─── DATA TO EXAMINE ───

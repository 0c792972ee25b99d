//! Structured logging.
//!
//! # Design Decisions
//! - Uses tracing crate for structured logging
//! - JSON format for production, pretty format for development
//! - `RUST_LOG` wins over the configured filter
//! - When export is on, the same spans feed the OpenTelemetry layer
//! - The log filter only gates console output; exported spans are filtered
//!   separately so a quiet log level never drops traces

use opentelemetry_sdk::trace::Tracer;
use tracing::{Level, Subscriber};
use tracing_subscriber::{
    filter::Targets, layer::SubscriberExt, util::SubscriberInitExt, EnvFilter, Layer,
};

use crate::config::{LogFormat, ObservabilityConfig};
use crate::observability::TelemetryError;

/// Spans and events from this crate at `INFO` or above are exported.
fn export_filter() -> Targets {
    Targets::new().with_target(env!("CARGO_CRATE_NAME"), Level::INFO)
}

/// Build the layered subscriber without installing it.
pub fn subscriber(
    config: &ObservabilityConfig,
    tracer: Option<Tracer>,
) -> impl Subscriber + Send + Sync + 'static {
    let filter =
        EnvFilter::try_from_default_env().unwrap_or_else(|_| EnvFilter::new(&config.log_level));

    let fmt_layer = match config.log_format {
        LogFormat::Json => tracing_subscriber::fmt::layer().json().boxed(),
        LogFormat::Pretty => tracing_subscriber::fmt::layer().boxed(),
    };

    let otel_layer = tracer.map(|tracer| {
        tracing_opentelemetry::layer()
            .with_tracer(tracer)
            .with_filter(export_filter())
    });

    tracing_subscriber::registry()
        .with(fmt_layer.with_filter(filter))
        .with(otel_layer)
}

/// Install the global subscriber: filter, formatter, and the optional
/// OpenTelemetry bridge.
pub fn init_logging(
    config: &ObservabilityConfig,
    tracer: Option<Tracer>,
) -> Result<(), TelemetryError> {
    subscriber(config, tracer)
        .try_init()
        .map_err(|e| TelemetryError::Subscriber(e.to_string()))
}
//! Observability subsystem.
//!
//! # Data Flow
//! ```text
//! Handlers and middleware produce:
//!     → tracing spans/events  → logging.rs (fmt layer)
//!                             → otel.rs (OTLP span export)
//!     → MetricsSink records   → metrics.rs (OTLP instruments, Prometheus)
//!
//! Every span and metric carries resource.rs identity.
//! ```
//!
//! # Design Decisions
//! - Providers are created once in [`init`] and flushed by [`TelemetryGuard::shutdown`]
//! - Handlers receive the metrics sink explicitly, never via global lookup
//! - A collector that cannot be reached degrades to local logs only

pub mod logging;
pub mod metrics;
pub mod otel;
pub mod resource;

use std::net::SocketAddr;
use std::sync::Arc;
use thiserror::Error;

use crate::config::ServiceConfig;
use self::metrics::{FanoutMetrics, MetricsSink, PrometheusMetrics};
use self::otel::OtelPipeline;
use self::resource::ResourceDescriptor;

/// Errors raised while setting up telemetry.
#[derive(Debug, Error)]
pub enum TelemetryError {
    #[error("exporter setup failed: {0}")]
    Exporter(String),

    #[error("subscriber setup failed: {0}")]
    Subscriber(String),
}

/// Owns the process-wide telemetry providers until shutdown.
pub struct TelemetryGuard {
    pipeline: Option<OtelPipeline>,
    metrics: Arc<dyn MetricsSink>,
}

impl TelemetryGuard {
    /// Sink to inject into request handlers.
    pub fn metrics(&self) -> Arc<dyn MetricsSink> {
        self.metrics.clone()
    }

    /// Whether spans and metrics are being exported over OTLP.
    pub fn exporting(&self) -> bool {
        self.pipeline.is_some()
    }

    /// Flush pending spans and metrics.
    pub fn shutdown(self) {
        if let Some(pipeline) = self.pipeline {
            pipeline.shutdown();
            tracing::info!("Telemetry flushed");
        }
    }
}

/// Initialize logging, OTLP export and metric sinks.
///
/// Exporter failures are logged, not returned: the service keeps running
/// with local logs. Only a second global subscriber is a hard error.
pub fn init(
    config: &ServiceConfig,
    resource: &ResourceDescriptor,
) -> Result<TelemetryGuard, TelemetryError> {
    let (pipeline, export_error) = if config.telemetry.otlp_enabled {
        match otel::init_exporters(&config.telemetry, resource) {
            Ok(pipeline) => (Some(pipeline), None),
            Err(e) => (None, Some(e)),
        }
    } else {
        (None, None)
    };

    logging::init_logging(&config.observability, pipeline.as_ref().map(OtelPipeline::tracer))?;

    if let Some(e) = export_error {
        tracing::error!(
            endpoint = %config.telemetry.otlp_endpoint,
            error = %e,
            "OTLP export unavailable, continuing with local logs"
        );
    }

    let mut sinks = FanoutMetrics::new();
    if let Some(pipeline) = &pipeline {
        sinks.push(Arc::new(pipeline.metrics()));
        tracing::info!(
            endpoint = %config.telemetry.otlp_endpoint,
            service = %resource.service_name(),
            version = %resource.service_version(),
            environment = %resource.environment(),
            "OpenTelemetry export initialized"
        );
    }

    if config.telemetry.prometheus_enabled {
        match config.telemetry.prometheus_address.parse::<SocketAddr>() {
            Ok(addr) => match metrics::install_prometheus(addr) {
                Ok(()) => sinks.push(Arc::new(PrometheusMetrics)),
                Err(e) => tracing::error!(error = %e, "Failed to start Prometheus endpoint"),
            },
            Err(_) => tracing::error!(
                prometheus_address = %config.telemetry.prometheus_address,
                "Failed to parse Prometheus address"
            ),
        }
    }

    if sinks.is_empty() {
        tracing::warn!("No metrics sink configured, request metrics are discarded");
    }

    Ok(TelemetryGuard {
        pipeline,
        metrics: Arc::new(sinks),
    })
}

───

The complete listing is to be repeated exactly.

repository 0c792972ee25b99d
//! Structured logging.
//!
//! # Design Decisions
//! - Uses tracing crate for structured logging
//! - JSON format for production, pretty format for development
//! - `RUST_LOG` wins over the configured filter
//! - When export is on, the same spans feed the OpenTelemetry layer
//! - The log filter only gates console output; exported spans are filtered
//!   separately so a quiet log level never drops traces

use opentelemetry_sdk::trace::Tracer;
use tracing::{Level, Subscriber};
use tracing_subscriber::{
    filter::Targets, layer::SubscriberExt, util::SubscriberInitExt, EnvFilter, Layer,
};

use crate::config::{LogFormat, ObservabilityConfig};
use crate::observability::TelemetryError;

/// Spans and events from this crate at `INFO` or above are exported.
fn export_filter() -> Targets {
    Targets::new().with_target(env!("CARGO_CRATE_NAME"), Level::INFO)
}

/// Build the layered subscriber without installing it.
pub fn subscriber(
    config: &ObservabilityConfig,
    tracer: Option<Tracer>,
) -> impl Subscriber + Send + Sync + 'static {
    let filter =
        EnvFilter::try_from_default_env().unwrap_or_else(|_| EnvFilter::new(&config.log_level));

    let fmt_layer = match config.log_format {
        LogFormat::Json => tracing_subscriber::fmt::layer().json().boxed(),
        LogFormat::Pretty => tracing_subscriber::fmt::layer().boxed(),
    };

    let otel_layer = tracer.map(|tracer| {
        tracing_opentelemetry::layer()
            .with_tracer(tracer)
            .with_filter(export_filter())
    });

    tracing_subscriber::registry()
        .with(fmt_layer.with_filter(filter))
        .with(otel_layer)
}

/// Install the global subscriber: filter, formatter, and the optional
/// OpenTelemetry bridge.
pub fn init_logging(
    config: &ObservabilityConfig,
    tracer: Option<Tracer>,
) -> Result<(), TelemetryError> {
    subscriber(config, tracer)
        .try_init()
        .map_err(|e| TelemetryError::Subscriber(e.to_string()))
}
//! Observability subsystem.
//!
//! # Data Flow
//! ```text
//! Handlers and middleware produce:
//!     → tracing spans/events  → logging.rs (fmt layer)
//!                             → otel.rs (OTLP span export)
//!     → MetricsSink records   → metrics.rs (OTLP instruments, Prometheus)
//!
//! Every span and metric carries resource.rs identity.
//! ```
//!
//! # Design Decisions
//! - Providers are created once in [`init`] and flushed by [`TelemetryGuard::shutdown`]
//! - Handlers receive the metrics sink explicitly, never via global lookup
//! - A collector that cannot be reached degrades to local logs only

pub mod logging;
pub mod metrics;
pub mod otel;
pub mod resource;

use std::net::SocketAddr;
use std::sync::Arc;
use thiserror::Error;

use crate::config::ServiceConfig;
use self::metrics::{FanoutMetrics, MetricsSink, PrometheusMetrics};
use self::otel::OtelPipeline;
use self::resource::ResourceDescriptor;

/// Errors raised while setting up telemetry.
#[derive(Debug, Error)]
pub enum TelemetryError {
    #[error("exporter setup failed: {0}")]
    Exporter(String),

    #[error("subscriber setup failed: {0}")]
    Subscriber(String),
}

/// Owns the process-wide telemetry providers until shutdown.
pub struct TelemetryGuard {
    pipeline: Option<OtelPipeline>,
    metrics: Arc<dyn MetricsSink>,
}

impl TelemetryGuard {
    /// Sink to inject into request handlers.
    pub fn metrics(&self) -> Arc<dyn MetricsSink> {
        self.metrics.clone()
    }

    /// Whether spans and metrics are being exported over OTLP.
    pub fn exporting(&self) -> bool {
        self.pipeline.is_some()
    }

    /// Flush pending spans and metrics.
    pub fn shutdown(self) {
        if let Some(pipeline) = self.pipeline {
            pipeline.shutdown();
            tracing::info!("Telemetry flushed");
        }
    }
}

/// Initialize logging, OTLP export and metric sinks.
///
/// Exporter failures are logged, not returned: the service keeps running
/// with local logs. Only a second global subscriber is a hard error.
pub fn init(
    config: &ServiceConfig,
    resource: &ResourceDescriptor,
) -> Result<TelemetryGuard, TelemetryError> {
    let (pipeline, export_error) = if config.telemetry.otlp_enabled {
        match otel::init_exporters(&config.telemetry, resource) {
            Ok(pipeline) => (Some(pipeline), None),
            Err(e) => (None, Some(e)),
        }
    } else {
        (None, None)
    };

    logging::init_logging(&config.observability, pipeline.as_ref().map(OtelPipeline::tracer))?;

    if let Some(e) = export_error {
        tracing::error!(
            endpoint = %config.telemetry.otlp_endpoint,
            error = %e,
            "OTLP export unavailable, continuing with local logs"
        );
    }

    let mut sinks = FanoutMetrics::new();
    if let Some(pipeline) = &pipeline {
        sinks.push(Arc::new(pipeline.metrics()));
        tracing::info!(
            endpoint = %config.telemetry.otlp_endpoint,
            service = %resource.service_name(),
            version = %resource.service_version(),
            environment = %resource.environment(),
            "OpenTelemetry export initialized"
        );
    }

    if config.telemetry.prometheus_enabled {
        match config.telemetry.prometheus_address.parse::<SocketAddr>() {
            Ok(addr) => match metrics::install_prometheus(addr) {
                Ok(()) => sinks.push(Arc::new(PrometheusMetrics)),
                Err(e) => tracing::error!(error = %e, "Failed to start Prometheus endpoint"),
            },
            Err(_) => tracing::error!(
                prometheus_address = %config.telemetry.prometheus_address,
                "Failed to parse Prometheus address"
            ),
        }
    }

    if sinks.is_empty() {
        tracing::warn!("No metrics sink configured, request metrics are discarded");
    }

    Ok(TelemetryGuard {
        pipeline,
        metrics: Arc::new(sinks),
    })
}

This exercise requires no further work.